In questo post descriverò la funzione che hanno le singole emozioni dal punto di vista fisiologico, per fare questo utilizzo la descrizione che ne ha scritto Daniel Goleman nel suo libro dal titolo: “Intelligenza emotiva”. Naturalmente le emozioni non hanno solo la funzione di attivare o meno il nostro corpo dal punto di vista fisiologico, hanno anche, e soprattutto, una grande funzione psicologica, che descriverò in altri post che seguiranno a questo.
Ecco cosa succede al nostro corpo e quali vantaggi abbiamo, secondo Goleman, quando proviamo le singole emozioni,
COLLERA – Quando siamo in collera, il sangue ci affluisce alle mani e questo rende più facile afferrare un’arma o sferrare un pugno all’avversario; la frequenza cardiaca aumenta e una scarica di ormoni, fra in quali l’adrenalina, genera un impulso di energia abbastanza forte da permettere un’azione vigorosa.
PAURA – Se abbiamo paura, il sangue fluisce verso i grandi muscoli scheletrici, ad esempio quelli della gambe, rendendo così più facile la fuga e al tempo stesso facendo impallidire il volto, momentaneamente meno irrorato (ecco da dove viene la sensazione che “si geli il sangue”). Allo stesso modo, il corpo si immobilizza, come congelato, anche solo per un momento, per far valutare se non convenga nascondersi. I circuiti dei centri cerebrali preposti alla regolazione della vita emotiva scatenano un flusso di ormoni che mette l’organismo in uno stato generale di allerta, preparandolo all’azione e fissando l’attenzione sulla minaccia che incombe per valutare quale sia la risposta migliore.
FELICITÀ – Nella felicità, uno dei principali cambiamenti biologici sta nella maggiore attività di un centro cerebrale che inibisce i sentimenti negativi e aumenta la disponibilità di energia, insieme all’inibizione dei centri che generano pensieri angosciosi. Questa configurazione offre all’organismo un generale riposo, e lo rende non solo disponibile ed entusiasta nei riguardi di qualunque compito esso debba intraprendere, ma anche pronto a battersi per gli obiettivi più diversi.

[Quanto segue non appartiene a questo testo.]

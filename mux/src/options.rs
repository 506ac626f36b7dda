//! Socket option policy.
//!
//! Every socket the multiplexer touches (outbound connects and adopted
//! inbound sockets) is configured through one [`SocketOptions`] value before
//! it is switched to non-blocking mode.

use socket2::Socket;
use std::io;
use std::time::Duration;

/// Option set applied to new sockets.
#[derive(Debug, Clone)]
#[cfg_attr(feature = "serde", derive(serde::Serialize, serde::Deserialize))]
#[cfg_attr(feature = "serde", serde(deny_unknown_fields, default))]
pub struct SocketOptions {
    /// Disable Nagle's algorithm (TCP_NODELAY).
    pub nodelay: bool,

    /// Enable SO_KEEPALIVE.
    pub keepalive: bool,

    /// Enable SO_REUSEADDR.
    pub reuse_address: bool,

    /// SO_SNDBUF, if overridden.
    pub send_buffer_size: Option<usize>,

    /// SO_RCVBUF, if overridden.
    pub recv_buffer_size: Option<usize>,

    /// SO_LINGER, if overridden.
    pub linger: Option<Duration>,

    /// Listen backlog for callers that bind their own acceptor socket.
    pub backlog: u32,
}

impl Default for SocketOptions {
    fn default() -> Self {
        Self {
            nodelay: true,
            keepalive: false,
            reuse_address: true,
            send_buffer_size: None,
            recv_buffer_size: None,
            linger: None,
            backlog: 4096,
        }
    }
}

impl SocketOptions {
    /// Apply the option set to a socket.
    ///
    /// Called before the socket is set non-blocking, so option errors
    /// surface ahead of any registration.
    pub fn configure(&self, socket: &Socket) -> io::Result<()> {
        socket.set_reuse_address(self.reuse_address)?;
        socket.set_nodelay(self.nodelay)?;
        socket.set_keepalive(self.keepalive)?;
        if let Some(size) = self.send_buffer_size {
            socket.set_send_buffer_size(size)?;
        }
        if let Some(size) = self.recv_buffer_size {
            socket.set_recv_buffer_size(size)?;
        }
        if let Some(linger) = self.linger {
            socket.set_linger(Some(linger))?;
        }
        Ok(())
    }

    /// Listen backlog for acceptor sockets.
    pub fn backlog(&self) -> u32 {
        self.backlog
    }
}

AMORE – L’amore, i sentimenti di tenerezza e la soddisfazione sessuale comportano il risveglio del sistema parasimpatico; in altre parole, si tratta della mobilitazione opposta a quella che abbiamo visto nella reazione di “combattimento o fuga” tipica della paura e della collera. La modalità parasimpatica si avvale di un insieme di reazioni che interessano tutto l’organismo e inducono uno stato generale di calma e soddisfazione tale da facilitare la cooperazione.
SOPRESA – Nella sorpresa il sollevamento delle sopracciglia consente di avere una visuale più ampia e di far arrivare più luce sulla retina. Questo permette di raccogliere un maggior numero di informazioni sull’evento inatteso, contribuendo alla sua comprensione e facilitando la rapida formulazione del miglior piano d’azione.
DISGUSTO – In tutto il mondo l’espressione del disgusto è la stessa, e invia il medesimo messaggio: qualcosa offende il gusto o l’olfatto, anche metaforicamente. Come già aveva osservato Darwin, l’espressione facciale del disgusto – il labbro superiore sollevato lateralmente mentre il naso accenna ad arricciarsi – indica il tentativo primordiale di chiudere le narici colpite da un odore nocivo o di sputare un cibo velenoso.
TRISTEZZA – La tristezza ha la funzione fondamentale di farci adeguare a una perdita significativa, ad esempio a una grande delusione o alla morte di qualcuno che ci era particolarmente vicino. Essa comporta una caduta di energia ed entusiasmo verso le attività della vita – in particolare per le distrazioni e i piaceri – e, quando diviene più profonda e si avvicina alla depressione, ha l’effetto di rallentare il metabolismo. La chiusura in se stessi che accompagna la tristezza ci dà la possibilità di elaborare il lutto per una perdita o per una speranza frustrata, di comprendere le conseguenze di tali eventi nella nostra vita e, quando le energie ritornano, di essere pronti per nuovi progetti. Può darsi che un tempo questa caduta di energia servisse a tenere i primi esseri umani vicini ai loro rifugi – e quindi al sicuro – quando erano tristi e perciò più vulnerabili.
Daniel Goleman (1996) Intelligenza emotiva, Bur, Milano, 1999.